[BRIEF]:
A set of records appears below. Print them all, word for word.

[DATA SUPPLIED]:
*** Block opens ***
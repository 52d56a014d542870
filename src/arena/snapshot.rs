//! Serializable arena snapshot logged when debug mode is switched on.
use serde::Serialize;

use crate::{
    arena::{geometry::Rect, scene::Arena},
    dialogue::interaction::InteractionPhase,
    player::components::Direction,
};

#[derive(Debug, Clone, Serialize)]
pub struct ArenaSnapshot {
    pub tick: u64,
    pub paused: bool,
    pub player: PlayerSnapshot,
    pub obstacles: Vec<ObstacleSnapshot>,
    pub npcs: Vec<NpcSnapshot>,
    pub interaction: String,
}

#[derive(Debug, Clone, Serialize)]
pub struct PlayerSnapshot {
    pub rect: Rect,
    pub facing: Direction,
    pub moving: bool,
    pub frame: usize,
}

#[derive(Debug, Clone, Serialize)]
pub struct ObstacleSnapshot {
    pub rect: Rect,
    pub collidable: bool,
    #[serde(skip_serializing_if = "Option::is_none")]
    pub door_open: Option<bool>,
}

#[derive(Debug, Clone, Serialize)]
pub struct NpcSnapshot {
    pub name: String,
    pub rect: Rect,
    pub cursor: usize,
    pub talking: bool,
    pub frame: usize,
}

impl ArenaSnapshot {
    pub fn capture(arena: &Arena, tick: u64, paused: bool) -> Self {
        let player = arena.player();
        let interaction = match arena.interaction().phase() {
            InteractionPhase::Idle => "idle".to_string(),
            InteractionPhase::Proximate(id) => format!("proximate:{}", id),
            InteractionPhase::Talking(id) => format!("talking:{}", id),
        };

        Self {
            tick,
            paused,
            player: PlayerSnapshot {
                rect: player.rect,
                facing: player.facing,
                moving: player.moving,
                frame: player.frame_index(),
            },
            obstacles: arena
                .obstacles()
                .iter()
                .map(|obstacle| ObstacleSnapshot {
                    rect: *obstacle.rect(),
                    collidable: obstacle.is_collidable(),
                    door_open: obstacle.door_open(),
                })
                .collect(),
            npcs: arena
                .npcs()
                .iter()
                .map(|npc| NpcSnapshot {
                    name: npc.name().to_string(),
                    rect: *npc.rect(),
                    cursor: npc.cursor(),
                    talking: npc.is_talking(),
                    frame: npc.frame_index(),
                })
                .collect(),
            interaction,
        }
    }

    pub fn to_json(&self) -> Result<String, serde_json::Error> {
        serde_json::to_string(self)
    }
}
//! Per-entity frame index advanced by accumulated elapsed time.
use serde::Serialize;

use crate::core::errors::ArenaError;

/// Timing shared by every animated entity in the arena.
#[derive(Debug, Clone, Copy, PartialEq)]
pub struct AnimationTiming {
    frame_duration_ms: f32,
    frame_count: usize,
}

impl AnimationTiming {
    pub fn new(frame_duration_ms: f32, frame_count: usize) -> Result<Self, ArenaError> {
        if frame_count == 0 {
            return Err(ArenaError::ZeroFrameCount);
        }
        Ok(Self {
            frame_duration_ms: frame_duration_ms.max(1.0),
            frame_count,
        })
    }

    pub fn frame_duration_ms(&self) -> f32 {
        self.frame_duration_ms
    }

    pub fn frame_count(&self) -> usize {
        self.frame_count
    }
}

#[derive(Debug, Clone, Copy, Default, PartialEq, Serialize)]
pub struct AnimationClock {
    frame_index: usize,
    frame_timer_ms: f32,
}

impl AnimationClock {
    pub fn frame_index(&self) -> usize {
        self.frame_index
    }

    pub fn frame_timer_ms(&self) -> f32 {
        self.frame_timer_ms
    }

    /// Advances at most one frame per call. An idle entity snaps back to frame 0.
    pub fn advance(&mut self, elapsed_ms: f32, active: bool, timing: &AnimationTiming) {
        if !active {
            self.reset();
            return;
        }

        self.frame_timer_ms += elapsed_ms.max(0.0);
        if self.frame_timer_ms > timing.frame_duration_ms {
            self.frame_timer_ms = 0.0;
            self.frame_index = (self.frame_index + 1) % timing.frame_count;
        }
    }

    pub fn reset(&mut self) {
        self.frame_index = 0;
        self.frame_timer_ms = 0.0;
    }
}
//! Construction-time invariant violations for arena entities.
use std::fmt;

/// Errors raised while building the arena. The per-tick path never fails.
#[derive(Debug, Clone, PartialEq)]
pub enum ArenaError {
    DegenerateRect { width: f32, height: f32 },
    EmptyDialogue { npc: String },
    DoorCollidability,
    ZeroFrameCount,
    NonPositiveRadius { radius: f32 },
    /// The player would start inside a collidable obstacle and never move.
    BlockedStart { obstacle: usize },
}

impl fmt::Display for ArenaError {
    fn fmt(&self, f: &mut fmt::Formatter<'_>) -> fmt::Result {
        match self {
            Self::DegenerateRect { width, height } => write!(
                f,
                "rectangle must have positive size (got {:.2}x{:.2})",
                width, height
            ),
            Self::EmptyDialogue { npc } => write!(f, "NPC '{}' has no dialogue lines", npc),
            Self::DoorCollidability => {
                write!(f, "door collidability is driven by toggle() only")
            }
            Self::ZeroFrameCount => write!(f, "animation frame count must be at least 1"),
            Self::NonPositiveRadius { radius } => {
                write!(f, "proximity radius must be positive (got {:.2})", radius)
            }
            Self::BlockedStart { obstacle } => write!(
                f,
                "player start overlaps collidable obstacle {}",
                obstacle
            ),
        }
    }
}

impl std::error::Error for ArenaError {}

#[cfg(test)]
mod tests {
    use super::*;

    #[test]
    fn display_names_the_offending_value() {
        let error = ArenaError::EmptyDialogue {
            npc: "Ms. Noodle".into(),
        };
        assert!(error.to_string().contains("Ms. Noodle"));

        let error = ArenaError::DegenerateRect {
            width: 0.0,
            height: 4.0,
        };
        assert!(error.to_string().contains("0.00x4.00"));
    }
}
*** Block closes ***
[WORKED SOLUTION]:
repository 52d56a014d542870
filename src/arena/snapshot.rs
//! Serializable arena snapshot logged when debug mode is switched on.
use serde::Serialize;

use crate::{
    arena::{geometry::Rect, scene::Arena},
    dialogue::interaction::InteractionPhase,
    player::components::Direction,
};

#[derive(Debug, Clone, Serialize)]
pub struct ArenaSnapshot {
    pub tick: u64,
    pub paused: bool,
    pub player: PlayerSnapshot,
    pub obstacles: Vec<ObstacleSnapshot>,
    pub npcs: Vec<NpcSnapshot>,
    pub interaction: String,
}

#[derive(Debug, Clone, Serialize)]
pub struct PlayerSnapshot {
    pub rect: Rect,
    pub facing: Direction,
    pub moving: bool,
    pub frame: usize,
}

#[derive(Debug, Clone, Serialize)]
pub struct ObstacleSnapshot {
    pub rect: Rect,
    pub collidable: bool,
    #[serde(skip_serializing_if = "Option::is_none")]
    pub door_open: Option<bool>,
}

#[derive(Debug, Clone, Serialize)]
pub struct NpcSnapshot {
    pub name: String,
    pub rect: Rect,
    pub cursor: usize,
    pub talking: bool,
    pub frame: usize,
}

impl ArenaSnapshot {
    pub fn capture(arena: &Arena, tick: u64, paused: bool) -> Self {
        let player = arena.player();
        let interaction = match arena.interaction().phase() {
            InteractionPhase::Idle => "idle".to_string(),
            InteractionPhase::Proximate(id) => format!("proximate:{}", id),
            InteractionPhase::Talking(id) => format!("talking:{}", id),
        };

        Self {
            tick,
            paused,
            player: PlayerSnapshot {
                rect: player.rect,
                facing: player.facing,
                moving: player.moving,
                frame: player.frame_index(),
            },
            obstacles: arena
                .obstacles()
                .iter()
                .map(|obstacle| ObstacleSnapshot {
                    rect: *obstacle.rect(),
                    collidable: obstacle.is_collidable(),
                    door_open: obstacle.door_open(),
                })
                .collect(),
            npcs: arena
                .npcs()
                .iter()
                .map(|npc| NpcSnapshot {
                    name: npc.name().to_string(),
                    rect: *npc.rect(),
                    cursor: npc.cursor(),
                    talking: npc.is_talking(),
                    frame: npc.frame_index(),
                })
                .collect(),
            interaction,
        }
    }

    pub fn to_json(&self) -> Result<String, serde_json::Error> {
        serde_json::to_string(self)
    }
}
//! Per-entity frame index advanced by accumulated elapsed time.
use serde::Serialize;

use crate::core::errors::ArenaError;

/// Timing shared by every animated entity in the arena.
#[derive(Debug, Clone, Copy, PartialEq)]
pub struct AnimationTiming {
    frame_duration_ms: f32,
    frame_count: usize,
}

impl AnimationTiming {
    pub fn new(frame_duration_ms: f32, frame_count: usize) -> Result<Self, ArenaError> {
        if frame_count == 0 {
            return Err(ArenaError::ZeroFrameCount);
        }
        Ok(Self {
            frame_duration_ms: frame_duration_ms.max(1.0),
            frame_count,
        })
    }

    pub fn frame_duration_ms(&self) -> f32 {
        self.frame_duration_ms
    }

    pub fn frame_count(&self) -> usize {
        self.frame_count
    }
}

#[derive(Debug, Clone, Copy, Default, PartialEq, Serialize)]
pub struct AnimationClock {
    frame_index: usize,
    frame_timer_ms: f32,
}

impl AnimationClock {
    pub fn frame_index(&self) -> usize {
        self.frame_index
    }

    pub fn frame_timer_ms(&self) -> f32 {
        self.frame_timer_ms
    }

    /// Advances at most one frame per call. An idle entity snaps back to frame 0.
    pub fn advance(&mut self, elapsed_ms: f32, active: bool, timing: &AnimationTiming) {
        if !active {
            self.reset();
            return;
        }

        self.frame_timer_ms += elapsed_ms.max(0.0);
        if self.frame_timer_ms > timing.frame_duration_ms {
            self.frame_timer_ms = 0.0;
            self.frame_index = (self.frame_index + 1) % timing.frame_count;
        }
    }

    pub fn reset(&mut self) {
        self.frame_index = 0;
        self.frame_timer_ms = 0.0;
    }
}
//! Construction-time invariant violations for arena entities.
use std::fmt;

/// Errors raised while building the arena. The per-tick path never fails.
#[derive(Debug, Clone, PartialEq)]
pub enum ArenaError {
    DegenerateRect { width: f32, height: f32 },
    EmptyDialogue { npc: String },
    DoorCollidability,
    ZeroFrameCount,
    NonPositiveRadius { radius: f32 },
    /// The player would start inside a collidable obstacle and never move.
    BlockedStart { obstacle: usize },
}

impl fmt::Display for ArenaError {
    fn fmt(&self, f: &mut fmt::Formatter<'_>) -> fmt::Result {
        match self {
            Self::DegenerateRect { width, height } => write!(
                f,
                "rectangle must have positive size (got {:.2}x{:.2})",
                width, height
            ),
            Self::EmptyDialogue { npc } => write!(f, "NPC '{}' has no dialogue lines", npc),
            Self::DoorCollidability => {
                write!(f, "door collidability is driven by toggle() only")
            }
            Self::ZeroFrameCount => write!(f, "animation frame count must be at least 1"),
            Self::NonPositiveRadius { radius } => {
                write!(f, "proximity radius must be positive (got {:.2})", radius)
            }
            Self::BlockedStart { obstacle } => write!(
                f,
                "player start overlaps collidable obstacle {}",
                obstacle
            ),
        }
    }
}

impl std::error::Error for ArenaError {}

#[cfg(test)]
mod tests {
    use super::*;

    #[test]
    fn display_names_the_offending_value() {
        let error = ArenaError::EmptyDialogue {
            npc: "Ms. Noodle".into(),
        };
        assert!(error.to_string().contains("Ms. Noodle"));

        let error = ArenaError::DegenerateRect {
            width: 0.0,
            height: 4.0,
        };
        assert!(error.to_string().contains("0.00x4.00"));
    }
}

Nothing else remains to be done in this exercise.